Despite the hyperlocal mission of the Press, sometimes national news becomes local. One example is the impact that U.S. Department of Agriculture cuts have had on our schools, farms, and food pantries, as reporter Joan Eliyesil explains in her story in this week’s issue of the paper.
Less visible is the impact on local papers like the Press of the unsettling trade war between the U.S and Canada. Among the products subject to the 25% tariff imposed on Canadian goods by the president this month are paper and aluminum, both vital to the production of print newspapers that, like the Press, are already struggling to remain in the black. The role of newsprint in newspaper production is obvious, but aluminum is also important, used to make the plates that are inked to impress the pages of each edition. The cost of paper and aluminum is roughly 30% of the total cost of a week’s printing.

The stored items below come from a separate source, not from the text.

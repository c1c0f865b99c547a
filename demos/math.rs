//! `cargo run --example math -- --format terse`

use std::process::ExitCode;

fn divide(a: i32, b: i32) -> Result<i32, String> {
    match b {
        0 => Err(format!("cannot divide {a} by zero")),
        b => Ok(a / b),
    }
}

kisuite::spec_file!(MATH, |cx| {
    cx.describe("math", |cx| {
        cx.before_each(|| log::debug!("fresh numbers"));

        cx.describe("addition", |cx| {
            cx.it("adds two numbers", || assert_eq!(1 + 2, 3));
            cx.it("is commutative", || assert_eq!(2 + 5, 5 + 2));
        });

        cx.describe("division", |cx| {
            cx.it("divides evenly", || -> Result<(), String> {
                assert_eq!(divide(9, 3)?, 3);
                Ok(())
            });
            cx.it("rejects zero", || assert!(divide(1, 0).is_err()));
            cx.it_skip("handles overflow", || assert_eq!(divide(i32::MIN, -1), Ok(0)));
        });
    });
});

fn main() -> ExitCode {
    kisuite::main()
}
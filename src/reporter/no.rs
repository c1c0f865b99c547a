use crate::reporter::Reporter;

/// A reporter that produces no output.
///
/// `NoReporter` accepts every event and discards it. This is useful when the
/// caller only cares about the returned [`RunReport`](crate::report::RunReport),
/// for example when embedding kisuite into a system with its own reporting.
#[derive(Debug, Default, Clone)]
pub struct NoReporter;

impl Reporter for NoReporter {}
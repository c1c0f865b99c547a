//! Reporting for kisuite.
//!
//! Reporters are sinks for the events a run produces. They never influence
//! execution: the engine only sends events, and whatever a reporter does with
//! them (print, collect, ignore) happens on a separate reporter thread.
//!
//! Events travel through a bounded channel to that thread, which hands every
//! event to each registered reporter in registration order. A reporter that
//! fails to write does not stop the run, its error is collected into the
//! final [`RunReport`](crate::report::RunReport).
//!
//! Implement [`Reporter`] to receive events. Every method has a no-op default,
//! so a reporter only implements the occasions it cares about.

use std::{io, thread};

use crate::{
    error::ReporterError,
    outcome::{HookFailure, NamePath, Summary, TestOutcome},
};

pub mod color;
mod common;

mod collect;
pub use collect::*;

mod no;
pub use no::*;

pub mod pretty;
pub mod terse;

#[derive(Debug, Clone, Copy, PartialEq, Eq)]
pub struct RunStart {
    /// Tests that survived only/skip selection.
    pub scheduled: usize,
    pub filtered_out: usize,
}

#[derive(Debug, Clone, PartialEq, Eq)]
pub struct SuiteStart {
    pub path: NamePath,
}

#[derive(Debug, Clone, PartialEq, Eq)]
pub struct TestFinished {
    pub path: NamePath,
    pub outcome: TestOutcome,
}

#[derive(Debug, Clone, PartialEq, Eq)]
pub struct ListTest {
    pub path: NamePath,
}

#[derive(Debug, Clone, Copy, PartialEq, Eq)]
pub struct EndListing {
    pub selected: usize,
    pub filtered_out: usize,
}

/// Everything a reporter can be told about.
#[derive(Debug, Clone, PartialEq, Eq)]
#[non_exhaustive]
pub enum Event {
    RunStart(RunStart),
    SuiteStart(SuiteStart),
    TestFinished(TestFinished),
    HookError(HookFailure),
    RunSummary(Summary),
    ListTest(ListTest),
    EndListing(EndListing),
}

impl Event {
    pub fn name(&self) -> &'static str {
        match self {
            Event::RunStart(_) => "run_start",
            Event::SuiteStart(_) => "suite_start",
            Event::TestFinished(_) => "test_finished",
            Event::HookError(_) => "hook_error",
            Event::RunSummary(_) => "run_summary",
            Event::ListTest(_) => "list_test",
            Event::EndListing(_) => "end_listing",
        }
    }

    fn dispatch(&self, reporter: &mut dyn Reporter) -> io::Result<()> {
        match self {
            Event::RunStart(data) => reporter.fmt_run_start(data),
            Event::SuiteStart(data) => reporter.fmt_suite_start(data),
            Event::TestFinished(data) => reporter.fmt_test_finished(data),
            Event::HookError(data) => reporter.fmt_hook_error(data),
            Event::RunSummary(data) => reporter.fmt_run_summary(data),
            Event::ListTest(data) => reporter.fmt_list_test(data),
            Event::EndListing(data) => reporter.fmt_end_listing(data),
        }
    }
}

/// A sink for run events.
///
/// Reporters run on their own thread, hence the `Send` bound.
pub trait Reporter: Send {
    fn fmt_run_start(&mut self, data: &RunStart) -> io::Result<()> {
        let _ = data;
        Ok(())
    }

    fn fmt_suite_start(&mut self, data: &SuiteStart) -> io::Result<()> {
        let _ = data;
        Ok(())
    }

    fn fmt_test_finished(&mut self, data: &TestFinished) -> io::Result<()> {
        let _ = data;
        Ok(())
    }

    /// A suite-level `before` or `after` hook failed.
    fn fmt_hook_error(&mut self, data: &HookFailure) -> io::Result<()> {
        let _ = data;
        Ok(())
    }

    fn fmt_run_summary(&mut self, data: &Summary) -> io::Result<()> {
        let _ = data;
        Ok(())
    }

    fn fmt_list_test(&mut self, data: &ListTest) -> io::Result<()> {
        let _ = data;
        Ok(())
    }

    fn fmt_end_listing(&mut self, data: &EndListing) -> io::Result<()> {
        let _ = data;
        Ok(())
    }
}

/// The sending half handed to the engine.
#[derive(Debug, Clone)]
pub struct EventSender(crossbeam_channel::Sender<Event>);

impl EventSender {
    /// Send an event, dropping it silently if the reporter thread is gone.
    pub fn send(&self, event: Event) {
        let _ = self.0.send(event);
    }
}

const CHANNEL_CAPACITY: usize = 64;

/// Run `f` while a reporter thread feeds every sent event to `reporters`.
///
/// Returns the value of `f` and every reporter error, in the order they happened.
pub fn with_reporters<R>(
    reporters: &mut [Box<dyn Reporter>],
    f: impl FnOnce(&EventSender) -> R,
) -> (R, Vec<ReporterError>) {
    thread::scope(|scope| {
        let (tx, rx) = crossbeam_channel::bounded::<Event>(CHANNEL_CAPACITY);
        let reporter_thread = scope.spawn(move || {
            let mut errors = Vec::new();
            while let Ok(event) = rx.recv() {
                for (index, reporter) in reporters.iter_mut().enumerate() {
                    if let Err(source) = event.dispatch(reporter.as_mut()) {
                        log::warn!("reporter #{index} failed on {}: {source}", event.name());
                        errors.push(ReporterError {
                            reporter: index,
                            event: event.name(),
                            source,
                        });
                    }
                }
            }
            errors
        });

        let sender = EventSender(tx);
        let value = f(&sender);
        drop(sender);

        let errors = reporter_thread
            .join()
            .expect("reporter thread should join without issues");
        (value, errors)
    })
}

Tariffs on paper and aluminum went into effect March 4. Our printer, Graphic Developments, Inc. of Hanover, Massachusetts, has advised the Press they have enough inventory to last the month of March. But beginning April 1 the company says it will need to pass along the additional cost of the imposed tariffs in the form of an 8% surcharge on each printing.
The impact of these increases has already led one local daily, the family-owned Cortland Standard of Cortland, New York, to close. While a larger paper like the Boston Globe or New York Times may have ways to absorb the new tariffs, smaller papers like the Press will struggle to do so. We operate on the thinnest of margins, even after raising subscription and newsstand prices this spring. And those increases do not reflect the newly added costs of paper and aluminum about to hit our cash flow.
Intense lobbying against a tariff levied on newsprint in 2018 by the first Trump administration led to its overturn by the United States International Trade Commission, which ruled that American paper producers were not harmed by newsprint imports. We urge the New England Newspaper and Press Association and our legislators in Washington to contest these damaging increases. They help no one.